About this exercise: Your answer consists of the lines in the data that contain "offending". Copy each of them.

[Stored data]

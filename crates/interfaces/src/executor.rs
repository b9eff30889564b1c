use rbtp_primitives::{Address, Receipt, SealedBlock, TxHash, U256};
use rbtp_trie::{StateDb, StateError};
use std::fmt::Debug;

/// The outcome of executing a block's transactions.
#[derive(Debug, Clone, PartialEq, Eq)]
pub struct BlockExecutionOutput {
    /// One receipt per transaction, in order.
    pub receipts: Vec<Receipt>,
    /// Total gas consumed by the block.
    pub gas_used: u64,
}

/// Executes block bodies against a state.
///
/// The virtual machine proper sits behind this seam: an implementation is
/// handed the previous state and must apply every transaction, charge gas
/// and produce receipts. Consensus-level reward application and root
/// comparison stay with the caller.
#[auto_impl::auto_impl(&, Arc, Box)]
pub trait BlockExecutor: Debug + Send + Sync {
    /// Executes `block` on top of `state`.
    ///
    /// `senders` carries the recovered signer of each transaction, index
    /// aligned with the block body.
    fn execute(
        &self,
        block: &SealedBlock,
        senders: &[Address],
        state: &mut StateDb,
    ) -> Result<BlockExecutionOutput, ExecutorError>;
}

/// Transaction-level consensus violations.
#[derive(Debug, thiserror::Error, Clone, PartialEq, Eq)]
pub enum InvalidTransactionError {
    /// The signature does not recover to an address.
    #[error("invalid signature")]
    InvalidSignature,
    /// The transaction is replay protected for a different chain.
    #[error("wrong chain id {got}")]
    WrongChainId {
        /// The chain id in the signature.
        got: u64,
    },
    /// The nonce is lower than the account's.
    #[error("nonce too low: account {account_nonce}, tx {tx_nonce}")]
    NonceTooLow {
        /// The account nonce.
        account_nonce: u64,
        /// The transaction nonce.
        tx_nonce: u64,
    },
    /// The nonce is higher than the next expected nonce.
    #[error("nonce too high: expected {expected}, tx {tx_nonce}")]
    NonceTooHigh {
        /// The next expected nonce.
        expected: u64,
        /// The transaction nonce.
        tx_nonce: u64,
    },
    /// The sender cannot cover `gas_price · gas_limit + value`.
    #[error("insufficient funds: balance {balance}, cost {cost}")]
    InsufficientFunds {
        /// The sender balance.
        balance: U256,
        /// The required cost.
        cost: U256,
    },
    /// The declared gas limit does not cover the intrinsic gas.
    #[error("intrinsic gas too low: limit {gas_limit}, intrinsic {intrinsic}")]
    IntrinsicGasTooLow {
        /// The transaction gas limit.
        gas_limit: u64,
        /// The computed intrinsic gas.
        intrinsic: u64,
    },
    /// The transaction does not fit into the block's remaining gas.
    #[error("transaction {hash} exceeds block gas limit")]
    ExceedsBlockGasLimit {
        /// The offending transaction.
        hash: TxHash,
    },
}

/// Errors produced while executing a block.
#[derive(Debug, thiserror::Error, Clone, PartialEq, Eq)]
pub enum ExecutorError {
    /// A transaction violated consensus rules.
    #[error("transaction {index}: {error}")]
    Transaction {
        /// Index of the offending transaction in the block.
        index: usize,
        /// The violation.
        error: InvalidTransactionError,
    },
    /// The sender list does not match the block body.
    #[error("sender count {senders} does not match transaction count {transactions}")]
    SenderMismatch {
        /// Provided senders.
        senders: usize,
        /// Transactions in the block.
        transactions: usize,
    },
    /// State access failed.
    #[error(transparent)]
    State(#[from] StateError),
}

Task output:
        /// The offending transaction.
        /// Index of the offending transaction in the block.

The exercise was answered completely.